JVNVU#92370624
Multiple vulnerabilities in TCP/IP function on Mitsubishi Electric data collection analyzer MELQIC IU1 series

Overview

Data collection analyzer MELQIC IU1 series provided by Mitsubishi Electric Corporation contain multiple vulnerabilities.

Products Affected

• IU1-1M20-D firmware version 1.0.7 and earlier

Description

Data collection analyzer MELQIC IU1 series provided by Mitsubishi Electric Corporation contain multiple vulnerabilities in TCP/IP function included in the firmware.

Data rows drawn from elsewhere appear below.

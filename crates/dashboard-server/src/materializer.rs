//! Snapshot materializer
//!
//! Lists a collection and converts every item into a `ResourceSnapshotItem`.
//! Conversion is best effort: malformed fields read as absent, and only an
//! item that is not a JSON object at all is dropped from the snapshot.

use crate::extract::{array_field, non_empty_str_field, object_field, str_field};
use crate::models::{ClusterStatus, ConditionRecord, ResourceSnapshotItem};
use ocm_client::{Collection, OcmClientTrait, OcmError};
use serde_json::Value;
use std::collections::BTreeMap;
use tracing::debug;

/// Converts raw managed cluster objects.
#[derive(Debug, Clone)]
pub struct ClusterConverter {
    available_condition_type: String,
}

impl ClusterConverter {
    pub fn new(available_condition_type: impl Into<String>) -> Self {
        Self {
            available_condition_type: available_condition_type.into(),
        }
    }

    /// Converts one item; `None` if it is not an object.
    pub fn convert(&self, item: &Value) -> Option<ResourceSnapshotItem> {
        if !item.is_object() {
            return None;
        }

        let conditions: Vec<ConditionRecord> = array_field(item, &["status", "conditions"])
            .map(|raw| raw.iter().filter_map(convert_condition).collect())
            .unwrap_or_default();

        let labels = object_field(item, &["metadata", "labels"])
            .map(|raw| {
                raw.iter()
                    .filter_map(|(k, v)| v.as_str().map(|v| (k.clone(), v.to_string())))
                    .collect::<BTreeMap<_, _>>()
            })
            .filter(|labels| !labels.is_empty());

        Some(ResourceSnapshotItem {
            id: str_field(item, &["metadata", "uid"]).unwrap_or_default().to_string(),
            name: str_field(item, &["metadata", "name"]).unwrap_or_default().to_string(),
            status: derive_status(&conditions, &self.available_condition_type),
            version: non_empty_str_field(item, &["status", "version", "kubernetes"]).map(str::to_string),
            labels,
            conditions,
        })
    }
}

/// Flattens one raw condition. Entries that are not objects are skipped.
fn convert_condition(raw: &Value) -> Option<ConditionRecord> {
    raw.as_object()?;
    let text = |key: &str| str_field(raw, &[key]).unwrap_or_default().to_string();
    Some(ConditionRecord {
        type_: text("type"),
        status: text("status"),
        reason: text("reason"),
        message: text("message"),
        last_transition_time: text("lastTransitionTime"),
    })
}

/// Derives cluster status from the availability condition.
///
/// One linear pass; when the condition type repeats, the last occurrence
/// decides.
pub fn derive_status(conditions: &[ConditionRecord], available_condition_type: &str) -> ClusterStatus {
    let mut status = ClusterStatus::Unknown;
    for condition in conditions {
        if condition.type_ == available_condition_type {
            status = if condition.status.eq_ignore_ascii_case("true") {
                ClusterStatus::Online
            } else {
                ClusterStatus::Offline
            };
        }
    }
    status
}

/// Produces full snapshots of a collection on demand.
#[derive(Debug, Clone)]
pub struct SnapshotMaterializer {
    converter: ClusterConverter,
}

impl SnapshotMaterializer {
    pub fn new(converter: ClusterConverter) -> Self {
        Self { converter }
    }

    pub fn converter(&self) -> &ClusterConverter {
        &self.converter
    }

    /// Lists `collection` once and converts every item, preserving list order.
    ///
    /// A failed list is returned as is; there is no retry here.
    pub async fn materialize(
        &self,
        client: &dyn OcmClientTrait,
        collection: &Collection,
    ) -> Result<Vec<ResourceSnapshotItem>, OcmError> {
        let raw = client.list(collection).await?;
        let total = raw.len();
        let items: Vec<_> = raw.iter().filter_map(|item| self.converter.convert(item)).collect();
        if items.len() != total {
            debug!(%collection, skipped = total - items.len(), "dropped items that are not objects");
        }
        Ok(items)
    }
}
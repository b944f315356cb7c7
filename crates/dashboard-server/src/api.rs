//! HTTP handlers
//!
//! Read-only JSON views under `/api/v1`, the live cluster stream, and the
//! health, readiness and metrics endpoints.

use crate::error::DashboardError;
use crate::metrics;
use crate::models::{AddonView, ClusterSetView, ManifestWorkView, PlacementView, ResourceSnapshotItem};
use crate::server::AppState;
use crate::sse::{event_channel, sse_response};
use crate::stream::{ChangeStreamController, StreamTarget};
use crate::views;
use axum::Json;
use axum::extract::{Path, State};
use axum::http::{HeaderValue, StatusCode, header};
use axum::response::{IntoResponse, Response};
use crds::{ManagedCluster, ManagedClusterAddOn, ManagedClusterSet, ManifestWork, Placement, PlacementDecision};
use ocm_client::{Collection, OcmClientTrait, OcmError};
use serde::de::DeserializeOwned;
use serde_json::Value;
use std::sync::Arc;
use tracing::{debug, warn};

/// SSE event name of cluster snapshots.
pub const CLUSTERS_EVENT: &str = "clusters";

fn require_client(state: &AppState) -> Result<Arc<dyn OcmClientTrait>, DashboardError> {
    state
        .client
        .clone()
        .ok_or_else(|| DashboardError::Unavailable("no OCM client configured".to_string()))
}

/// Decodes listed items as `K`, dropping (and logging) the ones that do not fit.
pub fn decode_items<K: DeserializeOwned>(collection: &Collection, items: Vec<Value>) -> Vec<K> {
    items
        .into_iter()
        .filter_map(|item| match serde_json::from_value(item) {
            Ok(decoded) => Some(decoded),
            Err(e) => {
                warn!(%collection, error = %e, "skipping item that does not decode");
                None
            }
        })
        .collect()
}

async fn list_typed<K: DeserializeOwned>(
    client: &dyn OcmClientTrait,
    collection: &Collection,
) -> Result<Vec<K>, DashboardError> {
    let items = client.list(collection).await?;
    Ok(decode_items(collection, items))
}

pub async fn list_clusters(State(state): State<AppState>) -> Result<Json<Vec<ResourceSnapshotItem>>, DashboardError> {
    let client = require_client(&state)?;
    let items = state
        .materializer
        .materialize(client.as_ref(), &Collection::of::<ManagedCluster>())
        .await?;
    Ok(Json(items))
}

pub async fn get_cluster(
    State(state): State<AppState>,
    Path(name): Path<String>,
) -> Result<Json<ResourceSnapshotItem>, DashboardError> {
    let client = require_client(&state)?;
    let raw = client.get(&Collection::of::<ManagedCluster>(), &name).await?;
    state
        .materializer
        .converter()
        .convert(&raw)
        .map(Json)
        .ok_or_else(|| OcmError::UnexpectedResponse(format!("managed cluster {name} is not an object")).into())
}

/// Opens a live cluster stream for this client.
///
/// The session runs on its own task and queues its events on a channel that
/// the response body drains. Dropping the body (client gone) or cancelling
/// the server's shutdown token ends the session.
pub async fn stream_clusters(State(state): State<AppState>) -> Response {
    let (mut sink, events) = event_channel(state.config.stream_buffer_frames);
    let cancel = state.shutdown.child_token();

    let controller = ChangeStreamController::new(
        state.client.clone(),
        state.materializer.clone(),
        StreamTarget::new(Collection::of::<ManagedCluster>(), CLUSTERS_EVENT),
        state.config.keepalive,
    )
    .with_metrics(state.metrics.clone());

    let session_cancel = cancel.clone();
    tokio::spawn(async move {
        controller.run(&mut sink, session_cancel).await;
    });

    debug!("cluster stream attached");
    sse_response(events, cancel.drop_guard())
}

pub async fn list_cluster_sets(State(state): State<AppState>) -> Result<Json<Vec<ClusterSetView>>, DashboardError> {
    let client = require_client(&state)?;
    let sets_collection = Collection::of::<ManagedClusterSet>();
    let clusters_collection = Collection::of::<ManagedCluster>();
    let (sets, clusters) = tokio::try_join!(
        list_typed::<ManagedClusterSet>(client.as_ref(), &sets_collection),
        list_typed::<ManagedCluster>(client.as_ref(), &clusters_collection),
    )?;
    Ok(Json(
        sets.iter()
            .map(|set| views::cluster_set_view(set, &clusters))
            .collect(),
    ))
}

pub async fn list_placements(State(state): State<AppState>) -> Result<Json<Vec<PlacementView>>, DashboardError> {
    let client = require_client(&state)?;
    let placements_collection = Collection::of::<Placement>();
    let decisions_collection = Collection::of::<PlacementDecision>();
    let (placements, decisions) = tokio::try_join!(
        list_typed::<Placement>(client.as_ref(), &placements_collection),
        list_typed::<PlacementDecision>(client.as_ref(), &decisions_collection),
    )?;
    Ok(Json(
        placements
            .iter()
            .map(|placement| views::placement_view(placement, &decisions))
            .collect(),
    ))
}

/// Addons of one cluster, from the cluster's namespace on the hub.
pub async fn list_cluster_addons(
    State(state): State<AppState>,
    Path(name): Path<String>,
) -> Result<Json<Vec<AddonView>>, DashboardError> {
    let client = require_client(&state)?;
    let collection = Collection::of::<ManagedClusterAddOn>().in_namespace(name);
    let addons: Vec<ManagedClusterAddOn> = list_typed(client.as_ref(), &collection).await?;
    Ok(Json(addons.iter().map(views::addon_view).collect()))
}

pub async fn list_cluster_manifest_works(
    State(state): State<AppState>,
    Path(name): Path<String>,
) -> Result<Json<Vec<ManifestWorkView>>, DashboardError> {
    let client = require_client(&state)?;
    let collection = Collection::of::<ManifestWork>().in_namespace(name);
    let works: Vec<ManifestWork> = list_typed(client.as_ref(), &collection).await?;
    Ok(Json(works.iter().map(views::manifest_work_view).collect()))
}

pub async fn healthz() -> &'static str {
    "ok"
}

pub async fn readyz(State(state): State<AppState>) -> (StatusCode, &'static str) {
    if state.client.is_some() {
        (StatusCode::OK, "ready")
    } else {
        (StatusCode::SERVICE_UNAVAILABLE, "no OCM client")
    }
}

pub async fn render_metrics(State(state): State<AppState>) -> Result<Response, DashboardError> {
    let body = metrics::render(&state.registry)?;
    Ok((
        [(header::CONTENT_TYPE, HeaderValue::from_static(prometheus::TEXT_FORMAT))],
        body,
    )
        .into_response())
}

#[cfg(test)]
mod tests {
    use super::*;
    use serde_json::json;

    #[test]
    fn test_decode_items_skips_bad_items() {
        let collection = Collection::of::<ManifestWork>();
        let items = vec![
            json!({
                "apiVersion": "work.open-cluster-management.io/v1",
                "kind": "ManifestWork",
                "metadata": {"name": "good", "namespace": "east"},
                "spec": {"workload": {"manifests": []}},
            }),
            json!({"metadata": "not-an-object", "spec": {"workload": {"manifests": []}}}),
            json!("garbage"),
        ];

        let works: Vec<ManifestWork> = decode_items(&collection, items);
        assert_eq!(works.len(), 1);
        assert_eq!(works[0].metadata.name.as_deref(), Some("good"));
    }
}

• Improper Restriction of Operations within the Bounds of a Memory Buffer (CWE-119) - CVE-2020-5542
• Session Fixation (CWE-384) - CVE-2020-5543
• NULL Pointer Dereference (CWE-476) - CVE-2020-5544
• Improper Access Control (CWE-284) - CVE-2020-5545
• Improper Neutralization of Argument Delimiters in a Command ('Argument Injection') (CWE-88) - CVE-2020-5546
• Resource Management Errors (CWE-399) - CVE-2020-5547

Impact

By receiving a packet which is specially crafted by an attacker, the network functions of the products may be stopped or malware may be executed.

Solution

Update the Firmware
Apply the appropriate firmware update according to the information provided by the developer.
According to the developer, it is necessary to upgrade the firmware of products to version 1.08 or later by using IU Configuration Tool version 1.04 or later.